Entries taken from a collection:

********************

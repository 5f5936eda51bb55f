pub mod error;
pub mod flush;
pub mod id;
pub mod model;
pub mod names;
pub mod seed;
pub mod tables;
pub mod worldgen;

pub use error::{Result, WorldGenError};
pub use id::{EntityId, IdGenerator};
pub use model::{EntityRef, EntityType, GeneratedWorld, WorldEvent};
pub use seed::SeededRng;
pub use worldgen::{
    GenerationDepth, OrganizationDensity, WorldGenerationConfig, WorldGenerator, WorldLevel,
    generate_world, get_geography, get_organizations, get_primordial_beings,
};
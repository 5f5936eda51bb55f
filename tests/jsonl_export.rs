mod common;

use common::{build_world, read_lines};
use worldforge::flush::flush_to_jsonl;

#[test]
fn flush_produces_valid_jsonl_files() {
    let world = build_world("export");
    let dir = tempfile::tempdir().unwrap();

    flush_to_jsonl(&world, dir.path()).unwrap();

    let entities_path = dir.path().join("entities.jsonl");
    let events_path = dir.path().join("world_events.jsonl");
    let bosses_path = dir.path().join("bosses.jsonl");
    let summary_path = dir.path().join("world.json");

    assert!(entities_path.exists());
    assert!(events_path.exists());
    assert!(bosses_path.exists());
    assert!(summary_path.exists());

    let entities_lines = read_lines(&entities_path);
    let events_lines = read_lines(&events_path);
    let bosses_lines = read_lines(&bosses_path);

    assert_eq!(entities_lines.len(), world.entity_count());
    assert_eq!(events_lines.len(), world.world_events.len());
    assert_eq!(bosses_lines.len(), world.bosses().len());

    for line in &entities_lines {
        let v: serde_json::Value = serde_json::from_str(line).unwrap();
        assert!(v.get("type").is_some());
        assert!(v.get("id").is_some());
        assert!(v.get("name").is_some());
        assert!(v.get("createdAt").is_some());
    }

    for line in &events_lines {
        let v: serde_json::Value = serde_json::from_str(line).unwrap();
        assert!(v.get("id").is_some());
        assert!(v.get("entityIds").is_some());
    }

    for line in &bosses_lines {
        let v: serde_json::Value = serde_json::from_str(line).unwrap();
        assert!(v.get("dungeonId").is_some());
        assert!(v.get("bossId").is_some());
        assert!(v.get("level").is_some());
    }

    let summary: serde_json::Value =
        serde_json::from_str(&std::fs::read_to_string(&summary_path).unwrap()).unwrap();
    assert_eq!(summary["seed"], "export");
    assert_eq!(summary["entityCount"], world.entity_count());
}

#[test]
fn flush_creates_missing_directories() {
    let world = build_world("nested");
    let dir = tempfile::tempdir().unwrap();
    let nested = dir.path().join("a").join("b");
    flush_to_jsonl(&world, &nested).unwrap();
    assert!(nested.join("entities.jsonl").exists());
}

********************

Your goal:
Copy every line from the records that holds the string "join".

Result of the task:
    let entities_path = dir.path().join("entities.jsonl");
    let events_path = dir.path().join("world_events.jsonl");
    let bosses_path = dir.path().join("bosses.jsonl");
    let summary_path = dir.path().join("world.json");
    let nested = dir.path().join("a").join("b");
    assert!(nested.join("entities.jsonl").exists());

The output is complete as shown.